South Carolina. Tom is a teacher and football coach married to Sallie with whom he has three children. However, he has a dark family past, and it catches up with him when his sister Savannah tries to again commit suicide. Their late brother Luke already killed himself a long time ago. Tom thus accepts to travel to New York to talk with Savannah's psychiatrist Susan Lowenstein who tries to figure out what is the cause of this behavior. Tom hears Sallie had an affair in the meantime. He also falls in love with Susan and accepts to coach her teenage son Bernard. Finally, at a seance, Tom reveals his secret to Susan: as a 10-year old, he witnessed how three escaped convicts entered their home and raped him, his mother and Savannah, but his brother Luke took a gun and shot them. They disposed of the bodies and never told his dad. Reluctantly, Tom leaves Susan and returns back to his home in South Caorlina.
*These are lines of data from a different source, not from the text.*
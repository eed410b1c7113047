use icb_client::config::Config;
use icb_client::event_loop::Client;
use icb_client::framing::{Encoding, PacketEncoder, PacketReader};
use icb_client::history::HistorySink;
use icb_client::message::{IcbMessage, MessageKind};
use icb_client::queue::{DrainStatus, OutboundTask, OutputQueue};
use icb_client::session::{Effect, ExitReason, FeatureSet, Identity, Session, SessionState};
use std::cell::Cell;
use std::fs;
use std::io::{Read, Write};
use std::net::{TcpListener, TcpStream};
use std::os::fd::AsRawFd;
use std::os::unix::net::UnixStream;
use std::path::PathBuf;
use std::rc::Rc;
use std::sync::Arc;
use std::sync::atomic::AtomicBool;
use std::thread;
use std::time::Duration;

/// 服务器方向的数据包（服务器不需要给昵称留空间）
fn packet(kind: MessageKind, data: &[u8]) -> Vec<u8> {
    PacketEncoder::new(0).encode_standard(kind.code(), data).concat()
}

/// 阻塞读取下一个完整消息
fn read_message(stream: &mut TcpStream, reader: &mut PacketReader) -> IcbMessage {
    loop {
        if let Some(msg) = reader.try_parse_next().expect("客户端发送了无效数据") {
            return msg;
        }
        let mut buf = [0u8; 1024];
        let n = stream.read(&mut buf).expect("读取客户端数据失败");
        assert!(n > 0, "客户端提前断开");
        reader.append_data(&buf[..n]).unwrap();
    }
}

fn test_config(port: u16, history_dir: Option<PathBuf>) -> Config {
    Config {
        nick: "alice".into(),
        host: "127.0.0.1".into(),
        port,
        room: "lobby".into(),
        idle_interval: Duration::from_secs(5),
        history_dir,
        encoding: Encoding::Standard,
        verbosity: 0,
    }
}

/// 握手并确认登录请求
fn accept_login(listener: &TcpListener) -> (TcpStream, PacketReader) {
    let (mut stream, _) = listener.accept().unwrap();
    stream.set_read_timeout(Some(Duration::from_secs(5))).unwrap();
    stream.write_all(&packet(MessageKind::Protocol, b"1\x01host\x01test-server")).unwrap();

    let mut reader = PacketReader::new();
    let login = read_message(&mut stream, &mut reader);
    assert_eq!(login.kind(), MessageKind::Login);
    assert_eq!(login.data, b"alice\x01alice\x01lobby\x01login\x01");
    stream.write_all(&packet(MessageKind::Login, b"")).unwrap();
    (stream, reader)
}

#[test]
fn test_login_conversation_in_memory() {
    let dir = tempfile::tempdir().unwrap();
    let identity = Identity {
        nick: "alice".into(),
        room: "lobby".into(),
        host: "icb.example.net".into(),
    };
    let mut session = Session::new(identity, FeatureSet::default());
    let encoder = PacketEncoder::new("alice".len());
    let mut history = HistorySink::new(dir.path(), "lobby");
    let mut net = OutputQueue::new();
    let sent = Rc::new(Cell::new(0));

    // 服务器发来的字节流被拆成两半到达
    let mut wire = packet(MessageKind::Protocol, b"1");
    let mut reader = PacketReader::new();
    reader.append_data(&wire[..1]).unwrap();
    assert!(reader.try_parse_next().unwrap().is_none());
    reader.append_data(&wire.split_off(1)).unwrap();

    session.on_connected();
    let protocol = reader.try_parse_next().unwrap().unwrap();
    for effect in session.handle_message(&protocol).unwrap() {
        if let Effect::Transmit(msg) = effect {
            for bytes in encoder.encode(session.encoding(), msg.kind, &msg.data) {
                let counter = Rc::clone(&sent);
                net.enqueue(OutboundTask::with_callback(bytes, move |_| counter.set(counter.get() + 1)));
            }
        }
    }
    assert_eq!(session.state(), SessionState::LoginSent);

    let mut socket = Vec::new();
    assert_eq!(net.drain(&mut socket).unwrap(), DrainStatus::Drained);
    assert_eq!(sent.get(), 1);
    assert_eq!(socket, packet(MessageKind::Login, b"alice\x01alice\x01lobby\x01login\x01"));

    reader.append_data(&packet(MessageKind::Login, b"")).unwrap();
    reader.append_data(&packet(MessageKind::Open, b"bob\x01hi alice")).unwrap();
    while let Some(msg) = reader.try_parse_next().unwrap() {
        for effect in session.handle_message(&msg).unwrap() {
            if let Effect::Log(entry) = effect {
                history.record(&entry);
            }
        }
    }
    for effect in session.submit_line("hi bob") {
        if let Effect::Log(entry) = effect {
            history.record(&entry);
        }
    }
    history.flush(|_| true);

    let log = fs::read_to_string(dir.path().join("room-lobby.log")).unwrap();
    let lines: Vec<&str> = log.lines().collect();
    assert_eq!(lines.len(), 2);
    assert!(lines[0].ends_with(" bob: hi alice"));
    assert!(lines[1].ends_with(" me: hi bob"));
}

#[test]
fn test_client_session_until_farewell() {
    let listener = TcpListener::bind("127.0.0.1:0").unwrap();
    let port = listener.local_addr().unwrap().port();

    let server = thread::spawn(move || {
        let (mut stream, _) = accept_login(&listener);
        stream.write_all(&packet(MessageKind::Open, b"bob\x01hello")).unwrap();
        stream.write_all(&packet(MessageKind::Exit, b"")).unwrap();
        let mut rest = Vec::new();
        let _ = stream.read_to_end(&mut rest);
    });

    let logs = tempfile::tempdir().unwrap();
    let (stdin_ours, _stdin_theirs) = UnixStream::pair().unwrap();
    let (stdout_ours, mut stdout_theirs) = UnixStream::pair().unwrap();

    let config = test_config(port, Some(logs.path().join("127.0.0.1")));
    let mut client = Client::with_terminal(
        &config,
        Arc::new(AtomicBool::new(false)),
        stdin_ours.as_raw_fd(),
        stdout_ours.as_raw_fd(),
    )
    .unwrap();

    let reason = client.run().unwrap();
    assert_eq!(reason, ExitReason::ServerFarewell);
    assert!(client.stats().packets_sent >= 1);
    assert_eq!(client.stats().messages_received, 4);

    drop(client);
    drop(stdout_ours);
    let mut output = String::new();
    stdout_theirs.read_to_string(&mut output).unwrap();
    assert!(output.contains("Connecting to 127.0.0.1 ... connected\n"), "{output}");
    assert!(output.contains("Logged in to room lobby as alice\n"), "{output}");
    assert!(output.contains("<bob> hello\n"), "{output}");
    assert!(output.contains("ICB: server said bye-bye\n"), "{output}");

    let room_log = fs::read_to_string(logs.path().join("127.0.0.1").join("room-lobby.log")).unwrap();
    assert!(room_log.ends_with(" bob: hello\n"), "{room_log}");

    server.join().unwrap();
}

#[test]
fn test_client_input_ping_and_server_close() {
    let listener = TcpListener::bind("127.0.0.1:0").unwrap();
    let port = listener.local_addr().unwrap().port();
    let (stdin_ours, mut stdin_theirs) = UnixStream::pair().unwrap();

    let server = thread::spawn(move || {
        let (mut stream, mut reader) = accept_login(&listener);

        stdin_theirs.write_all(b"hello all\n").unwrap();
        let public = read_message(&mut stream, &mut reader);
        assert_eq!(public.kind(), MessageKind::Open);
        assert_eq!(public.data, b"hello all");

        stream.write_all(&packet(MessageKind::Ping, b"7")).unwrap();
        let pong = read_message(&mut stream, &mut reader);
        assert_eq!(pong.kind(), MessageKind::Pong);
        assert_eq!(pong.data, b"7");

        // 关闭连接，保持标准输入不结束
        drop(stream);
        stdin_theirs
    });

    let (stdout_ours, mut stdout_theirs) = UnixStream::pair().unwrap();
    let config = test_config(port, None);
    let mut client = Client::with_terminal(
        &config,
        Arc::new(AtomicBool::new(false)),
        stdin_ours.as_raw_fd(),
        stdout_ours.as_raw_fd(),
    )
    .unwrap();

    let reason = client.run().unwrap();
    assert_eq!(reason, ExitReason::ConnectionClosed);
    assert!(!reason.is_failure());
    assert_eq!(client.stats().lines_submitted, 1);

    drop(client);
    drop(stdout_ours);
    let mut output = String::new();
    stdout_theirs.read_to_string(&mut output).unwrap();
    assert!(output.contains("Server 127.0.0.1 closed connection, exiting...\n"), "{output}");

    let _stdin = server.join().unwrap();
}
Arguably the best film directed by Barbra Streisand, "The Prince of Tides" is a gentle depiction of people struggling with trauma from the past and the efforts of psychiatrists to try to heal them. In adapting Pat Controy's novel, Streisand was criticized for removing large chunks of flashbacks from Tom's childhood, thereby reorienting the story to focus more on her character's Susan Lowenstein's romance with Tom and thus making the story about something else, yet she sufficiently managed to make it work either way. The movie is very well directed, concise and emotional, relaying on strong dialogues. While narrating about his childhood in the opening act, Tom says: "I suppose Henry Wingo would have been a pretty good father, if he hadn't been such a violent man." In another moment, during a psychiatric seance, Tom recounts an episode when his mother called him to her room, hugged him and told him he is her favorite child and that he is the only one in the family who will amount to something, only to later add: "She told this separately to all three of us". In another moment, the 'tough' Tom and Susan have this exchange: "I cry at weddings, at the Olympics. I'm real big at the national anthem." - "But not over Luke?" - "What the hell for? It wouldn't bring him back." - "No. But it might bring you back." Nick Nolte delivered an excellent performance as the tormented Tom, since the script allowed him to parade his acting abilities, though the romance segment is a bit weaker since there is no true chemistry between him and Streisand—they are simply not that good of a match as a couple. One great little comical moment has him take Herbert's violin and threaten to throw it down the balcony if Herbert doesn't apologize to Susan, and when Herbert protests, Tom throws the violin up in the air and catches it back in his arm, causing Herbert to apologize. The plot twist at the end which finally reveals Tom's dark secret is effective and shocking, but the movie suffers a bit since it feels like everything else after it feels like an anticlimax, an underwhelming 25-minute epilogue which lost its interest after the trauma was revealed. Still, "The Prince of Tides" is a truly well made film that will satisfy the viewers.